Os cristãos de Mocímboa da Praia sabem bem o que significa a violência imposta pelos terroristas no norte de Moçambique. A sua igreja foi reduzida a escombros e as suas ruínas são hoje um símbolo do medo que se tem vivido em Cabo Delgado. Mas, apesar de não terem mais a sua Igreja, os cristãos continuam a rezar em Mocímboa da Praia. O templo foi destruído mas isso não impede que todos os domingos, debaixo das árvores que por ali se encontram, se escutem agora as orações destes fiéis cuja fé tem sido testada nos limites do terror…

“Faça chuva ou faça sol, nós estamos aqui.” Teresa Lúcia Mariano é uma das pessoas que agora, aos domingos, se junta debaixo de uma mangueira ou de outra das árvores frondosas que há junto às ruínas da Igreja da Imaculada Conceição, em Mocímboa da Praia, para rezar. Estar ali a rezar, sentada no chão, ou em cima de pedras, é mais do que um acto de fé. É também um gesto de resistência, um sinal de esperança dos cristãos desta importante vila portuária situada a cerca de 350 quilómetros a norte da cidade de Pemba e que foi o alvo, em Outubro de 2017, do primeiro ataque terrorista em Cabo Delgado.

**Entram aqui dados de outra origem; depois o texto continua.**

//! Texture unit (TX).
use bitos::bitos;
use bitos::integer::{u2, u10, u11, u15};

use crate::Address;
use crate::modules::memory::MemoryModule;
use crate::modules::render;
use crate::system::System;
use crate::system::gx::Reg;

/// Size of texture memory.
pub const TMEM_SIZE: usize = 1024 * 1024;
/// Size of a texture memory line, the unit of preloads and TLUT loads.
pub const TMEM_LINE_SIZE: usize = 32;

#[bitos(2)]
#[derive(Debug, Clone, Copy, PartialEq, Eq, Hash, Default)]
pub enum ClutFormat {
    #[default]
    IA8       = 0b00,
    RGB565    = 0b01,
    RGB5A3    = 0b10,
    Reserved0 = 0b11,
}

#[bitos(32)]
#[derive(Debug, Clone, Copy, Default)]
pub struct ClutLoad {
    #[bits(0..10)]
    pub tmem_offset: u10,
    /// Number of 16 entry groups to load.
    #[bits(10..21)]
    pub count: u11,
}

impl ClutLoad {
    /// Destination of the load, in bytes from the start of TMEM.
    pub fn tmem_addr(&self) -> usize {
        (self.tmem_offset().value() as usize) << 9
    }

    /// Length of the load in bytes.
    pub fn length(&self) -> usize {
        self.count().value() as usize * TMEM_LINE_SIZE
    }
}

#[bitos(32)]
#[derive(Debug, Clone, Copy, Default)]
pub struct ClutRef {
    #[bits(0..10)]
    pub tmem_offset: u10,
    #[bits(10..12)]
    pub format: ClutFormat,
}

#[bitos(32)]
#[derive(Debug, Clone, Copy, Default)]
pub struct PreloadMode {
    /// Number of lines (or line pairs, for interleaved preloads) to copy.
    #[bits(0..15)]
    pub count: u15,
    /// Type 3 interleaves 32-byte lines between the even and odd banks.
    #[bits(15..17)]
    pub kind: u2,
}

impl PreloadMode {
    pub fn is_interleaved(&self) -> bool {
        self.kind().value() == 3
    }
}

/// Texture unit state that isn't stored in bank A.
pub struct Interface {
    /// Texture memory.
    pub tmem: Box<[u8]>,
    /// Texture maps whose configuration changed since the last flush, one bit per map.
    pub dirty: u8,
}

impl Default for Interface {
    fn default() -> Self {
        Self {
            tmem: vec![0; TMEM_SIZE].into_boxed_slice(),
            dirty: 0,
        }
    }
}

impl std::fmt::Debug for Interface {
    fn fmt(&self, f: &mut std::fmt::Formatter<'_>) -> std::fmt::Result {
        f.debug_struct("Interface")
            .field("dirty", &format_args!("{:08b}", self.dirty))
            .finish_non_exhaustive()
    }
}

impl Interface {
    pub fn mark_dirty(&mut self, map: u8) {
        self.dirty |= 1 << map;
    }

    /// Copies `len` bytes from memory at `src` into TMEM at `offset`, clamped to the end of TMEM.
    /// Returns how many bytes were actually loaded.
    fn load(&mut self, mem: &dyn MemoryModule, src: Address, offset: usize, len: usize) -> usize {
        let len = len.min(TMEM_SIZE.saturating_sub(offset));
        let Some(dst) = self.tmem.get_mut(offset..offset + len) else {
            return 0;
        };

        if !mem.read(src, dst) {
            tracing::warn!("texture memory load from unmapped address {src}");
            dst.fill(0);
        }

        len
    }
}

/// Loads a TLUT from memory into TMEM.
pub fn load_tlut(sys: &mut System) {
    let load = ClutLoad::from_bits(sys.gpu.bp[Reg::TexLutLoad as usize]);
    let src = Address((sys.gpu.bp[Reg::TexLutAddress as usize] << 5) & 0x01FF_FFFF);
    let offset = load.tmem_addr();
    let len = load.length();

    if offset + len > TMEM_SIZE {
        tracing::warn!(offset, len, "tlut load out of texture memory bounds");
        return;
    }

    let mem = sys.modules.mem.clone();
    let loaded = sys.gpu.tex.load(mem.as_ref(), src, offset, len);
    tracing::trace!("loaded tlut of {loaded} bytes from {src} into tmem 0x{offset:05X}");

    sys.modules.render.exec(render::Action::LoadTmem {
        offset: offset as u32,
        length: loaded as u32,
    });
}

/// Preloads texture data from memory into TMEM.
pub fn preload(sys: &mut System) {
    let mode = PreloadMode::from_bits(sys.gpu.bp[Reg::TexLoadBlock3 as usize]);
    let src = Address(sys.gpu.bp[Reg::TexLoadBlock0 as usize] << 5);
    let even = sys.gpu.bp[Reg::TexLoadBlock1 as usize] as usize * TMEM_LINE_SIZE;
    let odd = sys.gpu.bp[Reg::TexLoadBlock2 as usize] as usize * TMEM_LINE_SIZE;
    let count = mode.count().value() as usize;
    let mem = sys.modules.mem.clone();

    let (offset, length) = if mode.is_interleaved() {
        let mut lines = 0;
        for i in 0..count {
            let even_addr = even + i * TMEM_LINE_SIZE;
            let odd_addr = odd + i * TMEM_LINE_SIZE;
            if even_addr + TMEM_LINE_SIZE > TMEM_SIZE || odd_addr + TMEM_LINE_SIZE > TMEM_SIZE {
                break;
            }

            let line = src + (2 * i * TMEM_LINE_SIZE) as u32;
            sys.gpu.tex.load(mem.as_ref(), line, even_addr, TMEM_LINE_SIZE);
            sys.gpu.tex.load(
                mem.as_ref(),
                line + TMEM_LINE_SIZE as u32,
                odd_addr,
                TMEM_LINE_SIZE,
            );
            lines += 1;
        }

        let start = even.min(odd);
        let end = (even.max(odd) + lines * TMEM_LINE_SIZE).min(TMEM_SIZE);
        (start, end.saturating_sub(start))
    } else {
        let loaded = sys
            .gpu
            .tex
            .load(mem.as_ref(), src, even, count * TMEM_LINE_SIZE);
        (even, loaded)
    };

    tracing::trace!(?mode, "preloaded {length} bytes from {src} into tmem 0x{offset:05X}");
    sys.modules.render.exec(render::Action::LoadTmem {
        offset: offset as u32,
        length: length as u32,
    });
}

#[cfg(test)]
mod test {
    use super::*;

    #[test]
    fn clut_load_geometry() {
        let load = ClutLoad::from_bits((4 << 10) | 0x3);
        assert_eq!(load.tmem_addr(), 0x600);
        assert_eq!(load.length(), 128);
    }

    #[test]
    fn preload_kind() {
        let mode = PreloadMode::from_bits((3 << 15) | 16);
        assert!(mode.is_interleaved());
        assert_eq!(mode.count().value(), 16);
    }
}
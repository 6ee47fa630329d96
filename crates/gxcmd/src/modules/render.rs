//! Renderer module interface.

use static_assertions::const_assert;

use crate::Address;
use crate::system::gx::loader::NativeFormat;
use crate::system::gx::pix::{
    BlendMode, BufferFormat, ConstantAlpha, CopyDims, CopySrc, DepthMode, Scissor,
};
use crate::system::gx::{CullingMode, PrimitiveClass};

/// A batch of decoded vertices and the indices that assemble them into primitives.
#[derive(Debug, Clone, PartialEq)]
pub struct Batch {
    /// The primitive class every index list in this batch belongs to.
    pub class: PrimitiveClass,
    /// Layout of a single vertex in `vertices`.
    pub format: NativeFormat,
    /// Native vertex data, `format.stride` bytes per vertex.
    pub vertices: Vec<u8>,
    pub triangles: Vec<u16>,
    pub lines: Vec<u16>,
    pub points: Vec<u16>,
    /// Texture maps whose configuration changed since the previous batch, one bit per map.
    pub dirty_textures: u8,
}

impl Batch {
    /// Number of vertices in this batch.
    pub fn vertex_count(&self) -> usize {
        self.vertices
            .len()
            .checked_div(self.format.stride as usize)
            .unwrap_or(0)
    }
}

#[derive(Debug, Clone, Copy, PartialEq, Eq)]
pub struct CopyArgs {
    pub src: CopySrc,
    pub dims: CopyDims,
    pub dst: Address,
    pub stride: u32,
    pub format: u8,
    pub half: bool,
    pub clear: bool,
    pub to_xfb: bool,
}

#[derive(Debug, Clone, PartialEq)]
pub enum Action {
    Draw(Box<Batch>),
    SetCullingMode(CullingMode),
    SetScissor(Scissor),
    SetDepthMode(DepthMode),
    SetBlendMode(BlendMode),
    SetConstantAlpha(ConstantAlpha),
    SetFramebufferFormat(BufferFormat),
    CopyEfb(CopyArgs),
    /// Clears the framebuffer to an RGBA color and a 24-bit depth.
    ClearScreen {
        color: [u8; 4],
        depth: u32,
    },
    SetBoundingBox {
        index: u8,
        min: u16,
        max: u16,
    },
    InvalidateTextureCache(u32),
    /// A region of texture memory was overwritten.
    LoadTmem {
        offset: u32,
        length: u32,
    },
}

const_assert!(size_of::<Action>() <= 64);

pub trait RenderModule: Send {
    fn exec(&mut self, action: Action);
}

/// An implementation of [`RenderModule`] that does nothing.
#[derive(Debug, Clone, Copy)]
pub struct NopRenderModule;

impl RenderModule for NopRenderModule {
    fn exec(&mut self, _: Action) {}
}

Os católicos reúnem-se para rezar neste local, perto das ruínas da igreja da Imaculada Conceição em Mocímboa
Os católicos reúnem-se para rezar neste local, perto das ruínas da igreja da Imaculada Conceição em Mocímboa

Mas depois disso muitos outros se sucederam. Em Mocímboa da Praia são imensas as marcas da destruição que os terroristas deixaram, por exemplo após os largos meses em que ocuparam a vila em 2020. A notícia do rapto a 12 de Agosto desse ano e do cativeiro, durante 24 dias, de duas religiosas, as irmãs Inês e Eliane da congregação de São José de Chambéry, correu mundo. As ruínas do que foi a imponente Igreja da Imaculada Conceição edificada em 1954 pelos portugueses, é apenas um exemplo da violência imposta às populações locais pelos militantes jihadistas.

“Quase não temos nada”

Hoje, Mocímboa da Praia continua a ser uma zona ameaçada. Por lá, por estes dias, não há nenhum sacerdote ou religiosa mas a comunidade cristã continua activa e a rezar. Tal como Teresa Lúcia Mariano, também Vicente Gabriel continua a ir aos domingos para junto das ruínas da sua igreja para um momento de oração comunitária. Vicente é catequista. Nasceu em Muidumbe mas há quase vinte anos que vive ali. Foi por lá que fez até agora todo o seu percurso de fé. “Sou um cristão daqui, cristão baptizado nesta paróquia em 1995. Sou baptizado, crismado, sou casado canonicamente nesta mesma paróquia em 2019”, explica à Fundação AIS. Durante o tempo em que a vila esteve ocupada pelos terroristas houve uma debandada geral da população. Vicente incluído. “A paróquia quase foi abandonada, saímos para Pemba, por causa dos terroristas. Abandonámos a paróquia mas retornámos de novo. Estamos aqui mas com condições muito péssimas, pois a nossa paróquia, a casa paroquial está tudo totalmente destruído, quase não temos nada”, lamenta. Não há Igreja, não há cadeiras, apenas um resto das paredes faz lembrar o templo que foi o orgulho de todos. Não a fé continua viva. “A comunidade encontra-se aqui todos os domingos, debaixo das árvores das mangueiras, a realizar as orações normalmente com os cristãos paroquiais. As condições são péssimas mas mesmo assim não desistimos, seguimos o nosso culto dominical sem problema, e agradecemos a Deus.”

Paróquia em escombros

Hermínio José é jornalista e está também em Mocímboa da Praia. Ele tem testemunhado a coragem mas também a alegria destes fiéis que têm estado a ser testados na sua fé ao longo destes últimos sete anos de violência terrorista. Numa mensagem vídeo enviada para a Fundação AIS, Hermínio mostra as ruínas do que foi a Igreja após a passagem dos “insurgentes” pela vila em 2020. “Esta paróquia encontra-se nestas condições”, diz, apontando para um monte de pedras, de escombros já tomados pela vegetação. “Os fiéis, desde 2022, retomaram os cultos, eles rezam debaixo da sombra das árvores, sentam-se no chão ou em pedregulhos, uma vez que a paróquia, a sede paroquial, foi totalmente destruída. Esta paróquia está em escombros”, relata, acrescentando que o edifício não é recuperável. É uma obra que, a fazer-se agora, terá de ser começada do zero. “Não se trata de uma reconstrução mas sim de uma nova construção de raiz”, sublinha.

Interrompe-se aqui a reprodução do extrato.